Whatever the records say, set them down exactly.

▶ _Collected data entries_:
----------------

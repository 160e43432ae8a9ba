//! # Clinic Directory
//!
//! Runs one owner's session against an in-process directory:
//! 1.  Loading the configuration and starting the [`DirectorySystem`].
//! 2.  Signing in and creating a draft clinic.
//! 3.  Completing it, publishing it and finding it in the public listing.
//!
//! Requires `CLINIC_API_KEY` and `CLINIC_AUTH_DOMAIN` (a `.env` file works). Set `RUST_LOG=info`
//! to see the flow.

use clinic_directory::config::DirectoryConfig;
use clinic_directory::filters::ClinicFilters;
use clinic_directory::lifecycle::DirectorySystem;
use clinic_directory::model::{
    clinic_url, draft_clinic_name, Address, ClinicDraft, Contact, DayHours, Doctor, NewClinic,
    PriceRange,
};
use resource_store::tracing::setup_tracing;
use std::error::Error;
use tracing::{error, info, warn, Instrument};

#[tokio::main]
async fn main() -> Result<(), Box<dyn Error>> {
    // Setup tracing once for the entire application
    setup_tracing();

    let config = DirectoryConfig::from_env()?;
    info!(auth_domain = %config.auth_domain, "Starting clinic directory");

    let system = DirectorySystem::new(&config).await?;

    system.identity.sign_in("owner-1", "owner@example.com");
    let owner = system
        .auth
        .wait_for_user()
        .await
        .ok_or("identity provider closed before sign-in")?;
    info!(user_id = %owner.id, "Owner signed in");

    // Create a draft
    let span = tracing::info_span!("clinic_creation");
    let clinic_id = async {
        info!("Creating draft clinic");
        system
            .clinic_client
            .add_clinic(NewClinic {
                name: draft_clinic_name(),
                ..NewClinic::default()
            })
            .await
    }
    .instrument(span)
    .await?;

    // Complete it
    let mut operating_hours = NewClinic::default().operating_hours;
    for hours in operating_hours.values_mut() {
        *hours = DayHours::new("08:00", "18:00");
    }
    let changes = ClinicDraft {
        name: Some("Smile Dental Berlin".to_string()),
        description: Some("Family and cosmetic dentistry in Mitte.".to_string()),
        address: Some(Address {
            street: "Torstraße 1".to_string(),
            city: "Berlin".to_string(),
            country: "DE".to_string(),
            region: Some("BE".to_string()),
            postal_code: "10119".to_string(),
        }),
        services: Some(vec!["dental".to_string(), "xray".to_string()]),
        price_range: Some(PriceRange {
            min: 40.0,
            max: 900.0,
            currency: "€".to_string(),
        }),
        contact: Some(Contact {
            phone: "+49 30 000000".to_string(),
            email: "hello@smile.example".to_string(),
            website: None,
        }),
        operating_hours: Some(operating_hours),
        doctors: Some(vec![Doctor {
            id: "doc-1".to_string(),
            name: "Dr. Lena Vogel".to_string(),
            specialization: "Orthodontics".to_string(),
            experience: 11,
            image: None,
            qualifications: vec!["DDS".to_string()],
        }]),
        rating: Some(4.7),
        ..ClinicDraft::default()
    };

    let span = tracing::info_span!("clinic_publishing");
    let published = async {
        let clinic = system
            .clinic_client
            .update_clinic(clinic_id, changes)
            .await?;
        info!(slug = %clinic.slug, "Clinic completed");
        system.clinic_client.publish_validated(clinic_id).await?;
        Ok::<_, clinic_directory::clinic_actor::ClinicError>(clinic)
    }
    .instrument(span)
    .await;

    match published {
        Ok(clinic) => info!(url = %clinic_url(&clinic, &system.countries), "Clinic published"),
        Err(e) => error!(error = %e, "Publishing failed"),
    }

    // Browse
    let listing = system
        .clinic_client
        .fetch_published_clinics(&ClinicFilters {
            countries: vec!["DE".to_string()],
            services: vec!["xray".to_string()],
            ..ClinicFilters::default()
        })
        .await;
    if listing.truncated {
        warn!("Listing was truncated");
    }
    for clinic in &listing.clinics {
        info!(
            name = %clinic.name,
            country = system.countries.country_name(&clinic.address.country),
            rating = clinic.rating,
            "Listed"
        );
    }

    let mine = system.clinic_client.fetch_my_clinics().await;
    info!(count = mine.clinics.len(), "Owner clinics");

    // Shutdown system gracefully
    system.shutdown().await?;

    info!("Application completed successfully");
    Ok(())
}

----------------

▶ _Result for this exercise_:
repository 160e43432ae8a9ba
//! # Clinic Directory
//!
//! Runs one owner's session against an in-process directory:
//! 1.  Loading the configuration and starting the [`DirectorySystem`].
//! 2.  Signing in and creating a draft clinic.
//! 3.  Completing it, publishing it and finding it in the public listing.
//!
//! Requires `CLINIC_API_KEY` and `CLINIC_AUTH_DOMAIN` (a `.env` file works). Set `RUST_LOG=info`
//! to see the flow.

use clinic_directory::config::DirectoryConfig;
use clinic_directory::filters::ClinicFilters;
use clinic_directory::lifecycle::DirectorySystem;
use clinic_directory::model::{
    clinic_url, draft_clinic_name, Address, ClinicDraft, Contact, DayHours, Doctor, NewClinic,
    PriceRange,
};
use resource_store::tracing::setup_tracing;
use std::error::Error;
use tracing::{error, info, warn, Instrument};

#[tokio::main]
async fn main() -> Result<(), Box<dyn Error>> {
    // Setup tracing once for the entire application
    setup_tracing();

    let config = DirectoryConfig::from_env()?;
    info!(auth_domain = %config.auth_domain, "Starting clinic directory");

    let system = DirectorySystem::new(&config).await?;

    system.identity.sign_in("owner-1", "owner@example.com");
    let owner = system
        .auth
        .wait_for_user()
        .await
        .ok_or("identity provider closed before sign-in")?;
    info!(user_id = %owner.id, "Owner signed in");

    // Create a draft
    let span = tracing::info_span!("clinic_creation");
    let clinic_id = async {
        info!("Creating draft clinic");
        system
            .clinic_client
            .add_clinic(NewClinic {
                name: draft_clinic_name(),
                ..NewClinic::default()
            })
            .await
    }
    .instrument(span)
    .await?;

    // Complete it
    let mut operating_hours = NewClinic::default().operating_hours;
    for hours in operating_hours.values_mut() {
        *hours = DayHours::new("08:00", "18:00");
    }
    let changes = ClinicDraft {
        name: Some("Smile Dental Berlin".to_string()),
        description: Some("Family and cosmetic dentistry in Mitte.".to_string()),
        address: Some(Address {
            street: "Torstraße 1".to_string(),
            city: "Berlin".to_string(),
            country: "DE".to_string(),
            region: Some("BE".to_string()),
            postal_code: "10119".to_string(),
        }),
        services: Some(vec!["dental".to_string(), "xray".to_string()]),
        price_range: Some(PriceRange {
            min: 40.0,
            max: 900.0,
            currency: "€".to_string(),
        }),
        contact: Some(Contact {
            phone: "+49 30 000000".to_string(),
            email: "hello@smile.example".to_string(),
            website: None,
        }),
        operating_hours: Some(operating_hours),
        doctors: Some(vec![Doctor {
            id: "doc-1".to_string(),
            name: "Dr. Lena Vogel".to_string(),
            specialization: "Orthodontics".to_string(),
            experience: 11,
            image: None,
            qualifications: vec!["DDS".to_string()],
        }]),
        rating: Some(4.7),
        ..ClinicDraft::default()
    };

    let span = tracing::info_span!("clinic_publishing");
    let published = async {
        let clinic = system
            .clinic_client
            .update_clinic(clinic_id, changes)
            .await?;
        info!(slug = %clinic.slug, "Clinic completed");
        system.clinic_client.publish_validated(clinic_id).await?;
        Ok::<_, clinic_directory::clinic_actor::ClinicError>(clinic)
    }
    .instrument(span)
    .await;

    match published {
        Ok(clinic) => info!(url = %clinic_url(&clinic, &system.countries), "Clinic published"),
        Err(e) => error!(error = %e, "Publishing failed"),
    }

    // Browse
    let listing = system
        .clinic_client
        .fetch_published_clinics(&ClinicFilters {
            countries: vec!["DE".to_string()],
            services: vec!["xray".to_string()],
            ..ClinicFilters::default()
        })
        .await;
    if listing.truncated {
        warn!("Listing was truncated");
    }
    for clinic in &listing.clinics {
        info!(
            name = %clinic.name,
            country = system.countries.country_name(&clinic.address.country),
            rating = clinic.rating,
            "Listed"
        );
    }

    let mine = system.clinic_client.fetch_my_clinics().await;
    info!(count = mine.clinics.len(), "Owner clinics");

    // Shutdown system gracefully
    system.shutdown().await?;

    info!("Application completed successfully");
    Ok(())
}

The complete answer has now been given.